If you do want to go with the more general change, then I'd like to ask you to give a bit more detail about the your vision of the new role of the lldb_private::File class and its interaction with other major lldb components (SBFile, StreamFile, ???). My understanding (it's been a while since I looked at this in detail) is that the File class can be constructed from both FILE* and a file descriptor and (crucially) it is also able to give back these underlying objects, including converting between the two. Now, I am assuming you're intending to add a third method of constructing a File object (using some python callbacks), but I assume that (due the mentioned lack of funopen etc.) you won't be trying to convert between these types. So, it would be good to spell out what exactly does the File class promise to do, and what happens when (e.g) a pythonified File object makes its way to code (libedit) which requires a FILE*.

OK. My vision for File is that it’s main promise is to implement File::Read and/or File::Write. Files can be constructed from descriptors, or FILE* streams, and in that case they should be able to give those underlying objects back. But files may also be constructed in other ways. Clients should avoid calling GetDescriptor() or GetStream() if they can help it. If they can’t help it, such as in the case of libedit or IOHandlerCursesGUI, then they should check that they got a valid descriptor or stream before proceeding.

Files may also implement seek and tell, or not. If not they should return an “operation not supported” error from Seek() and Tell() and the versions of Read() and Write() that take offsets.

Ok, this all sounds perfectly reasonable, but thanks for spelling that out. Now we have this description ready to attach to as a comment in one of the patches. :slight_smile:

I think the only remaining thing that bothers me about all of this is the proliferation of shared pointers. Right now, each StreamFile object holds a lldb_private::File instance as a member (so it is uniquely owned).

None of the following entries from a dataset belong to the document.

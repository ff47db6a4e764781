// Copyright (c) 2025 Felix Kahle.
//
// Permission is hereby granted, free of charge, to any person obtaining
// a copy of this software and associated documentation files (the
// "Software"), to deal in the Software without restriction, including
// without limitation the rights to use, copy, modify, merge, publish,
// distribute, sublicense, and/or sell copies of the Software, and to
// permit persons to whom the Software is furnished to do so, subject to
// the following conditions:
//
// The above copyright notice and this permission notice shall be
// included in all copies or substantial portions of the Software.
//
// THE SOFTWARE IS PROVIDED "AS IS", WITHOUT WARRANTY OF ANY KIND,
// EXPRESS OR IMPLIED, INCLUDING BUT NOT LIMITED TO THE WARRANTIES OF
// MERCHANTABILITY, FITNESS FOR A PARTICULAR PURPOSE AND
// NONINFRINGEMENT. IN NO EVENT SHALL THE AUTHORS OR COPYRIGHT HOLDERS BE
// LIABLE FOR ANY CLAIM, DAMAGES OR OTHER LIABILITY, WHETHER IN AN ACTION
// OF CONTRACT, TORT OR OTHERWISE, ARISING FROM, OUT OF OR IN CONNECTION
// WITH THE SOFTWARE OR THE USE OR OTHER DEALINGS IN THE SOFTWARE.

use crate::{sequence::SafeSequence, stats::SafetyStatistics};

/// The answer to the safety question for one snapshot.
#[derive(Debug, Clone, PartialEq, Eq)]
pub enum SafetyVerdict {
    /// Every process can finish; the sequence is a witness order.
    Safe(SafeSequence),
    /// Some processes can never finish from this snapshot.
    Unsafe,
}

impl SafetyVerdict {
    #[inline]
    pub fn is_safe(&self) -> bool {
        matches!(self, SafetyVerdict::Safe(_))
    }

    #[inline]
    pub fn is_unsafe(&self) -> bool {
        matches!(self, SafetyVerdict::Unsafe)
    }

    /// Returns the witness sequence if the verdict is `Safe`.
    #[inline]
    pub fn sequence(&self) -> Option<&SafeSequence> {
        match self {
            SafetyVerdict::Safe(sequence) => Some(sequence),
            SafetyVerdict::Unsafe => None,
        }
    }

    /// Returns the witness sequence.
    ///
    /// # Panics
    ///
    /// Panics if the verdict is `Unsafe`.
    #[inline]
    pub fn unwrap_safe(self) -> SafeSequence {
        match self {
            SafetyVerdict::Safe(sequence) => sequence,
            SafetyVerdict::Unsafe => {
                panic!("called `SafetyVerdict::unwrap_safe()` on an `Unsafe` value")
            }
        }
    }
}

impl std::fmt::Display for SafetyVerdict {
    fn fmt(&self, f: &mut std::fmt::Formatter<'_>) -> std::fmt::Result {
        match self {
            SafetyVerdict::Safe(sequence) => write!(f, "Safe({})", sequence),
            SafetyVerdict::Unsafe => write!(f, "Unsafe"),
        }
    }
}

/// Result of one safety evaluation: the verdict plus the statistics of the
/// scan that produced it.
#[derive(Debug, Clone)]
pub struct SafetyOutcome {
    verdict: SafetyVerdict,
    statistics: SafetyStatistics,
}

impl SafetyOutcome {
    #[inline]
    pub fn new(verdict: SafetyVerdict, statistics: SafetyStatistics) -> Self {
        Self {
            verdict,
            statistics,
        }
    }

    #[inline]
    pub fn safe(sequence: SafeSequence, statistics: SafetyStatistics) -> Self {
        Self::new(SafetyVerdict::Safe(sequence), statistics)
    }

    #[inline]
    pub fn unsafe_state(statistics: SafetyStatistics) -> Self {
        Self::new(SafetyVerdict::Unsafe, statistics)
    }

    /// Returns the verdict.
    #[inline]
    pub fn verdict(&self) -> &SafetyVerdict {
        &self.verdict
    }

    /// Returns the scan statistics.
    #[inline]
    pub fn statistics(&self) -> &SafetyStatistics {
        &self.statistics
    }

    #[inline]
    pub fn is_safe(&self) -> bool {
        self.verdict.is_safe()
    }

    /// Returns the witness sequence if the snapshot is safe.
    #[inline]
    pub fn sequence(&self) -> Option<&SafeSequence> {
        self.verdict.sequence()
    }

    /// Consumes the outcome and returns the verdict.
    #[inline]
    pub fn into_verdict(self) -> SafetyVerdict {
        self.verdict
    }
}

impl std::fmt::Display for SafetyOutcome {
    fn fmt(&self, f: &mut std::fmt::Formatter<'_>) -> std::fmt::Result {
        writeln!(f, "Verdict: {}", self.verdict)?;
        write!(f, "{}", self.statistics)
    }
}

#[cfg(test)]
mod tests {
    use super::*;
    use solvency_model::index::ProcessIndex;

    #[test]
    fn test_safe_outcome_exposes_sequence() {
        let sequence: SafeSequence = [1, 0].into_iter().map(ProcessIndex::new).collect();
        let outcome = SafetyOutcome::safe(sequence.clone(), SafetyStatistics::default());
        assert!(outcome.is_safe());
        assert_eq!(outcome.sequence(), Some(&sequence));
        assert_eq!(outcome.into_verdict().unwrap_safe(), sequence);
    }

    #[test]
    fn test_unsafe_outcome_has_no_sequence() {
        let outcome = SafetyOutcome::unsafe_state(SafetyStatistics::default());
        assert!(!outcome.is_safe());
        assert!(outcome.verdict().is_unsafe());
        assert!(outcome.sequence().is_none());
    }

    #[test]
    #[should_panic(expected = "called `SafetyVerdict::unwrap_safe()` on an `Unsafe` value")]
    fn test_unwrap_safe_panics_on_unsafe() {
        let _ = SafetyVerdict::Unsafe.unwrap_safe();
    }

    #[test]
    fn test_verdict_display() {
        let sequence: SafeSequence = [2, 0].into_iter().map(ProcessIndex::new).collect();
        assert_eq!(format!("{}", SafetyVerdict::Safe(sequence)), "Safe(<P2 P0>)");
        assert_eq!(format!("{}", SafetyVerdict::Unsafe), "Unsafe");
    }
}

Your patches change this to shared_ptr<File>, which means that now we can have multiple StreamFiles sharing ownership of a single File object. Since Stream objects are already passed around as shared pointer, this seems like it gives us more flexibility (== opportunity to mess things up) than we really need. I kind of get why that might be necessary, and I can imagine that the only reason we did not need that so far is because the File class allows you to "cheat" and create multiple File instances pointing to a single FILE* (as long as at most one of them owns that FILE*).

However, I still can't escape the feeling that there should be some way to avoid that. Since you're now probably most familiar about these classes, what do you think about all of this?

regards,
pl

A bit of a tangent, but I've been getting requests to debug Python and C++ together. Things like TensorFlow start in Python, then call into C++ libraries. Users want to be able to debug the Python code as Python (not debugging into Python itself), then step into the C++ libraries. They want to go up and down the stack, switching languages as needed. "What was my Python code doing when it called into the library. Now what is the library doing?"

I don’t think the shared_ptr are avoidable, once SBFile is introduced as an API. If the user creates a SBFile, and then assigns it to the debugger as the output file, then both the user script
and the debugger both have a reference to it. There has to be a shared_ptr somewhere, right? Unless the user script implements some kind of move semantics where assigning the file to the debugger means the user script loses access to it. And I don’t like that idea — move semantics are pretty alien to python, and it would be less useful anyway. debugger.GetOutputFile().Flush() should do what it looks like it does.

However, it may be possible to get rid of the shared_ptr. I’ll look into that.

Python does have a tool called faulthandler that can produce python stack traces when the interpreter experiences a segfault. I wonder if there’s a way for LLDB invoke that to get python backtraces in the debugger?